Jean-Pierre Melville (1963)
It begins with a somewhat unwieldy explanation of its title: ‘doulos’ is slang for hat, which, in criminal vernacular, means ‘one who tries it on’, which, being interpreted, is an informer. (Or words to that effect.) It ends with a shot of a hat, fallen from the head of the ‘informer’ character Silien (Jean-Paul Belmondo) as he collapses to the ground, dead – the way nearly everyone else ends up in this policier, which Jean-Pierre Melville adapted from a novel of the same name by Pierre Lesou. Although the brisk storytelling and the visual scheme of Le Doulos reflect the influence of American film noir, Melville seems at pains to make immediately clear that this is also a distinctively French and therefore intellectual piece. Those crime dictionary definitions are followed by a legend on the screen that sets out the philosophical poser the movie is set to explore: ‘One must choose – to die …or to lie?’

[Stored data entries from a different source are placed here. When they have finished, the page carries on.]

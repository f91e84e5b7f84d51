#![forbid(unsafe_code)]

//! One invocation: resolve input, classify, convert, print

use super::args::Cli;
use crate::config::Config;
use crate::engine::{CommandBackend, ConversionBackend, Converter};
use crate::error::AppError;
use crate::format::InputFormat;
use crate::input::{InputSource, resolve_input_from};
use crate::output::{Diagnostics, write_payload};
use std::io::{self, Read, Write};
use termcolor::WriteColor;

/// Exit codes
pub const EXIT_SUCCESS: i32 = 0;
pub const EXIT_ERROR: i32 = 1;

/// Run the tool against the real process streams and environment
///
/// Returns the process exit code. Errors are reported on stderr.
pub fn run(cli: &Cli) -> i32 {
    let config = match Config::from_env() {
        Ok(config) => config,
        Err(e) => {
            eprintln!("Error: {}", e);
            return EXIT_ERROR;
        }
    };

    let mut diagnostics = Diagnostics::stderr(config.color);
    let converter = Converter::new(CommandBackend::new(&config.converter));
    let stdin = io::stdin().lock();
    let mut stdout = io::stdout().lock();

    match run_conversion(&cli.input, &converter, stdin, &mut stdout, &mut diagnostics) {
        Ok(()) => EXIT_SUCCESS,
        Err(e) => {
            diagnostics.line(format_args!("Error: {}", e));
            EXIT_ERROR
        }
    }
}

/// Convert `arg` and write the result to `stdout`
///
/// `stdin` is only read when `arg` is `-`.
pub fn run_conversion<B, R, W, D>(
    arg: &str,
    converter: &Converter<B>,
    stdin: R,
    stdout: &mut W,
    diagnostics: &mut Diagnostics<D>,
) -> Result<(), AppError>
where
    B: ConversionBackend,
    R: Read,
    W: Write,
    D: WriteColor,
{
    let input = resolve_input_from(arg, stdin)?;

    diagnostics.line(format_args!("Input: {}", arg));
    if input.source() != &InputSource::Arg {
        diagnostics.line(format_args!("Input source: {}", input.source()));
    }

    let direction = InputFormat::detect(input.text()).direction();
    diagnostics.line(format_args!("Processing {}...", direction.input_kind()));

    let conversion = converter.convert_inspecting(direction, input.text(), |response| {
        diagnostics.line(response)
    })?;

    write_payload(stdout, conversion.data())?;
    Ok(())
}
#![forbid(unsafe_code)]

//! Writes the converted payload to the result stream

use std::io::{self, Write};
use thiserror::Error;

#[derive(Debug, Error)]
pub enum OutputError {
    #[error("no data to print")]
    NoData,

    #[error("failed writing output: {0}")]
    Write(#[from] io::Error),
}

/// Write the envelope's `data` payload, newline-terminated
///
/// The conversion library may wrap textual results (share links) in a JSON
/// string literal. Such a payload is unwrapped and trimmed; anything else is
/// written verbatim.
pub fn write_payload<W: Write>(out: &mut W, payload: &str) -> Result<(), OutputError> {
    if payload.is_empty() {
        return Err(OutputError::NoData);
    }

    if let Ok(text) = serde_json::from_str::<String>(payload) {
        writeln!(out, "{}", text.trim())?;
    } else {
        out.write_all(payload.as_bytes())?;
        if !payload.ends_with('\n') {
            writeln!(out)?;
        }
    }

    out.flush()?;
    Ok(())
}

#[cfg(test)]
mod tests {
    use super::*;

    fn render(payload: &str) -> String {
        let mut out = Vec::new();
        write_payload(&mut out, payload).unwrap();
        String::from_utf8(out).unwrap()
    }

    #[test]
    fn test_string_payload_is_unwrapped() {
        assert_eq!(render("\"hello\\n\""), "hello\n");
    }

    #[test]
    fn test_multiline_links_are_unwrapped_and_trimmed() {
        assert_eq!(
            render(r#""  vless://a@b:443\ntrojan://p@c:443\n\n""#),
            "vless://a@b:443\ntrojan://p@c:443\n"
        );
    }

    #[test]
    fn test_object_payload_is_verbatim() {
        let payload = "{\n  \"outbounds\": []\n}";
        assert_eq!(render(payload), format!("{}\n", payload));
    }

    #[test]
    fn test_existing_trailing_newline_is_kept_single() {
        assert_eq!(render("[1,2]\n"), "[1,2]\n");
    }

    #[test]
    fn test_empty_payload() {
        let mut out = Vec::new();
        let err = write_payload(&mut out, "").unwrap_err();
        assert!(matches!(err, OutputError::NoData));
        assert!(out.is_empty());
    }

    #[test]
    fn test_write_failure() {
        struct Closed;

        impl Write for Closed {
            fn write(&mut self, _buf: &[u8]) -> io::Result<usize> {
                Err(io::Error::new(io::ErrorKind::BrokenPipe, "closed"))
            }

            fn flush(&mut self) -> io::Result<()> {
                Ok(())
            }
        }

        let err = write_payload(&mut Closed, "{}").unwrap_err();
        assert!(matches!(err, OutputError::Write(_)));
    }
}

These verbal preliminaries are followed by the intriguing opening sequences of the film proper. An uneasy, ill-looking man walks beside a canal, down through a gloomy underpass, back up and out into the open air of a bleak urban landscape. A train goes past along a railway bridge far above but there’s no other human being in sight. The man, dominated by his alienating environment, wears a belted mackintosh and a fedora (these will prove to be the outdoor uniform of the male characters in Le Doulos). By the time the man reaches and enters a house, even though only a couple of minutes of screen time have passed, he seems to have completed a long journey. The viewer experiences a sense of relief but it’s only momentary: the interior of the place the man has entered is dark and unwelcoming. The voice of another man offers him food but he says he’s not hungry, though he looks it. The two men are criminals. The undernourished one is Maurice Faugel (Serge Reggiani), newly released from prison. The other, older man is Gilbert Varnove (René Lefèvre), whom we see at work examining jewels, the fruits of a recent robbery. They discuss the heist Maurice is planning for the following evening and which he’ll carry out with two accomplices, Silien and Rémy. Maurice insists that he trusts Silien, in spite of Gilbert’s warning that he’s a nark. Gilbert tells Maurice where to find the gun he needs for the next night’s work and Maurice takes the weapon from a drawer. They talk a little more. Maurice exudes fatigue and cafard so strongly that he looks spent. It’s a shock when he suddenly shoots Gilbert dead, and pockets the jewellery and a wad of notes. He leaves the house just as two other gangsters arrive to collect the loot. Maurice, with his bare hands, digs a hole in the ground beside a lamppost, scrabbling like a burrowing animal. He buries the gun, the cash and the jewels there.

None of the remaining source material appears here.